(Available records Opens)

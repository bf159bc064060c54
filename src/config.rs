//! Configuration management for sessiond
//!
//! Loads settings from TOML file at ~/.sessiond/config.toml

use crate::error::{CoreError, Result};
use serde::{Deserialize, Serialize};
use std::net::SocketAddr;
use std::path::{Path, PathBuf};

/// Main configuration structure
#[derive(Debug, Clone, Serialize, Deserialize)]
pub struct Config {
    /// Server configuration
    #[serde(default)]
    pub server: ServerConfig,

    /// Credential and token settings
    #[serde(default)]
    pub auth: AuthConfig,

    /// Expired token sweep
    #[serde(default)]
    pub sweep: SweepConfig,

    /// Data directory (defaults to ~/.sessiond)
    #[serde(default = "default_data_dir")]
    pub data_dir: PathBuf,
}

fn default_data_dir() -> PathBuf {
    dirs::home_dir()
        .map(|p| p.join(".sessiond"))
        .unwrap_or_else(|| PathBuf::from(".sessiond"))
}

/// HTTP server configuration
#[derive(Debug, Clone, Serialize, Deserialize)]
pub struct ServerConfig {
    /// Server port (default: 19480)
    #[serde(default = "default_port")]
    pub port: u16,

    /// Server host (default: 127.0.0.1 - localhost only)
    #[serde(default = "default_host")]
    pub host: String,
}

fn default_port() -> u16 {
    19480
}

fn default_host() -> String {
    "127.0.0.1".to_string()
}

impl Default for ServerConfig {
    fn default() -> Self {
        ServerConfig {
            port: default_port(),
            host: default_host(),
        }
    }
}

/// Credential and token settings
#[derive(Debug, Clone, Serialize, Deserialize)]
pub struct AuthConfig {
    /// Minimum password length accepted at sign-up
    #[serde(default = "default_min_password_length")]
    pub min_password_length: usize,

    /// Optional secret prepended to passwords before hashing.
    /// Changing it invalidates every stored password.
    #[serde(default)]
    pub pepper: Option<String>,

    /// Lifetime applied to new tokens when the client sends no `expires`.
    /// Unset means such tokens never expire.
    #[serde(default)]
    pub default_token_ttl_hours: Option<u32>,
}

/// Upper bound for `auth.default_token_ttl_hours` (100 years)
pub const MAX_TOKEN_TTL_HOURS: u32 = 100 * 366 * 24;

fn default_min_password_length() -> usize {
    8
}

impl Default for AuthConfig {
    fn default() -> Self {
        AuthConfig {
            min_password_length: default_min_password_length(),
            pepper: None,
            default_token_ttl_hours: None,
        }
    }
}

/// Expired token sweep configuration
#[derive(Debug, Clone, Serialize, Deserialize)]
pub struct SweepConfig {
    /// Whether the periodic sweep runs
    #[serde(default = "default_true")]
    pub enabled: bool,

    /// Minutes between sweeps
    #[serde(default = "default_sweep_interval")]
    pub interval_minutes: u32,
}

fn default_true() -> bool {
    true
}

fn default_sweep_interval() -> u32 {
    60
}

impl Default for SweepConfig {
    fn default() -> Self {
        SweepConfig {
            enabled: true,
            interval_minutes: default_sweep_interval(),
        }
    }
}

impl Default for Config {
    fn default() -> Self {
        Config {
            server: ServerConfig::default(),
            auth: AuthConfig::default(),
            sweep: SweepConfig::default(),
            data_dir: default_data_dir(),
        }
    }
}

impl Config {
    /// Load configuration from a TOML file
    pub fn from_file<P: AsRef<Path>>(path: P) -> Result<Self> {
        let expanded_path = expand_path(path.as_ref());

        if !expanded_path.exists() {
            return Err(CoreError::Config(format!(
                "Configuration file not found: {}",
                expanded_path.display()
            )));
        }

        let content = std::fs::read_to_string(&expanded_path)?;
        let config: Config = toml::from_str(&content)?;
        config.validate()?;

        Ok(config)
    }

    /// Reject settings the service cannot run with
    pub fn validate(&self) -> Result<()> {
        if self.auth.min_password_length == 0 {
            return Err(CoreError::Config(
                "auth.min_password_length must be at least 1".to_string(),
            ));
        }
        if self
            .auth
            .default_token_ttl_hours
            .is_some_and(|hours| hours > MAX_TOKEN_TTL_HOURS)
        {
            return Err(CoreError::Config(format!(
                "auth.default_token_ttl_hours must be at most {MAX_TOKEN_TTL_HOURS}"
            )));
        }
        if self.sweep.enabled && self.sweep.interval_minutes == 0 {
            return Err(CoreError::Config(
                "sweep.interval_minutes must be at least 1".to_string(),
            ));
        }
        Ok(())
    }

    /// Get the data directory, expanding ~ if present
    pub fn data_dir(&self) -> PathBuf {
        expand_path(&self.data_dir)
    }

    /// Path of the SQLite database file
    pub fn db_path(&self) -> PathBuf {
        self.data_dir().join("sessiond.db")
    }

    /// Get the server socket address
    pub fn server_addr(&self) -> SocketAddr {
        use std::net::ToSocketAddrs;

        format!("{}:{}", self.server.host, self.server.port)
            .to_socket_addrs()
            .ok()
            .and_then(|mut addrs| addrs.next())
            .unwrap_or_else(|| SocketAddr::from(([127, 0, 0, 1], self.server.port)))
    }

    /// Apply environment variable overrides
    pub fn apply_env_overrides(&mut self) {
        if let Ok(host) = std::env::var("SESSIOND_SERVER_HOST") {
            self.server.host = host;
        }
        if let Ok(port) = std::env::var("SESSIOND_SERVER_PORT") {
            if let Ok(port) = port.parse() {
                self.server.port = port;
            } else {
                tracing::warn!("Ignoring invalid SESSIOND_SERVER_PORT: {}", port);
            }
        }
        if let Ok(data_dir) = std::env::var("SESSIOND_DATA_DIR") {
            self.data_dir = PathBuf::from(data_dir);
        }
        if let Ok(pepper) = std::env::var("SESSIOND_AUTH_PEPPER") {
            self.auth.pepper = if pepper.is_empty() { None } else { Some(pepper) };
        }
    }

    /// Create a default configuration file at the given path
    pub fn create_default<P: AsRef<Path>>(path: P) -> Result<()> {
        let content = r#"# sessiond configuration

[server]
# Port to listen on (default: 19480)
port = 19480

# Host to bind to
# "127.0.0.1" = localhost only
# "0.0.0.0" = all interfaces
host = "127.0.0.1"

[auth]
# Shortest password accepted at sign-up
min_password_length = 8

# Secret prepended to every password before hashing.
# Changing it locks out every existing user.
# pepper = "change-me"

# Lifetime of tokens created without an explicit `expires`.
# Leave unset for tokens that never expire.
# default_token_ttl_hours = 720

[sweep]
# Periodically delete expired tokens
enabled = true
interval_minutes = 60
"#;

        let path = path.as_ref();
        if let Some(parent) = path.parent() {
            std::fs::create_dir_all(parent)?;
        }
        std::fs::write(path, content)?;

        Ok(())
    }
}

/// Expand ~ to home directory in paths
pub fn expand_path(path: &Path) -> PathBuf {
    if let Ok(rest) = path.strip_prefix("~") {
        if let Some(home) = dirs::home_dir() {
            return home.join(rest);
        }
    }
    path.to_path_buf()
}

#[cfg(test)]
mod tests {
    use super::*;

    #[test]
    fn test_default_config() {
        let config = Config::default();
        assert_eq!(config.server.port, 19480);
        assert_eq!(config.server.host, "127.0.0.1");
        assert_eq!(config.auth.min_password_length, 8);
        assert!(config.auth.pepper.is_none());
        assert!(config.auth.default_token_ttl_hours.is_none());
        assert!(config.sweep.enabled);
        assert_eq!(config.sweep.interval_minutes, 60);
    }

    #[test]
    fn test_parse_config() {
        let toml = r#"
[server]
port = 9000
host = "0.0.0.0"

[auth]
min_password_length = 12
pepper = "salty"
default_token_ttl_hours = 24

[sweep]
enabled = false
"#;

        let config: Config = toml::from_str(toml).unwrap();
        assert_eq!(config.server.port, 9000);
        assert_eq!(config.server.host, "0.0.0.0");
        assert_eq!(config.auth.min_password_length, 12);
        assert_eq!(config.auth.pepper.as_deref(), Some("salty"));
        assert_eq!(config.auth.default_token_ttl_hours, Some(24));
        assert!(!config.sweep.enabled);
        assert_eq!(config.sweep.interval_minutes, 60);
    }

    #[test]
    fn test_generated_default_file_parses() {
        let dir = tempfile::tempdir().unwrap();
        let path = dir.path().join("nested").join("config.toml");

        Config::create_default(&path).unwrap();
        let config = Config::from_file(&path).unwrap();

        assert_eq!(config.server.port, 19480);
        assert_eq!(config.auth.min_password_length, 8);
        assert!(config.sweep.enabled);
    }

    #[test]
    fn test_missing_file_is_config_error() {
        let dir = tempfile::tempdir().unwrap();
        let result = Config::from_file(dir.path().join("absent.toml"));
        assert!(matches!(result, Err(CoreError::Config(_))));
    }

    #[test]
    fn test_validate_rejects_zero_interval() {
        let mut config = Config::default();
        config.sweep.interval_minutes = 0;
        assert!(config.validate().is_err());

        config.sweep.enabled = false;
        assert!(config.validate().is_ok());
    }

    #[test]
    fn test_validate_bounds_token_ttl() {
        let mut config = Config::default();
        config.auth.default_token_ttl_hours = Some(MAX_TOKEN_TTL_HOURS);
        assert!(config.validate().is_ok());

        config.auth.default_token_ttl_hours = Some(MAX_TOKEN_TTL_HOURS + 1);
        assert!(matches!(config.validate(), Err(CoreError::Config(_))));

        config.auth.default_token_ttl_hours = Some(u32::MAX);
        assert!(config.validate().is_err());
    }

    #[test]
    fn test_server_addr() {
        let mut config = Config::default();
        config.server.port = 8123;
        assert_eq!(config.server_addr(), SocketAddr::from(([127, 0, 0, 1], 8123)));
    }
}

(Available records Closes)

Find all lines holding the word "parent" in the records above and copy them.

        if let Some(parent) = path.parent() {
            std::fs::create_dir_all(parent)?;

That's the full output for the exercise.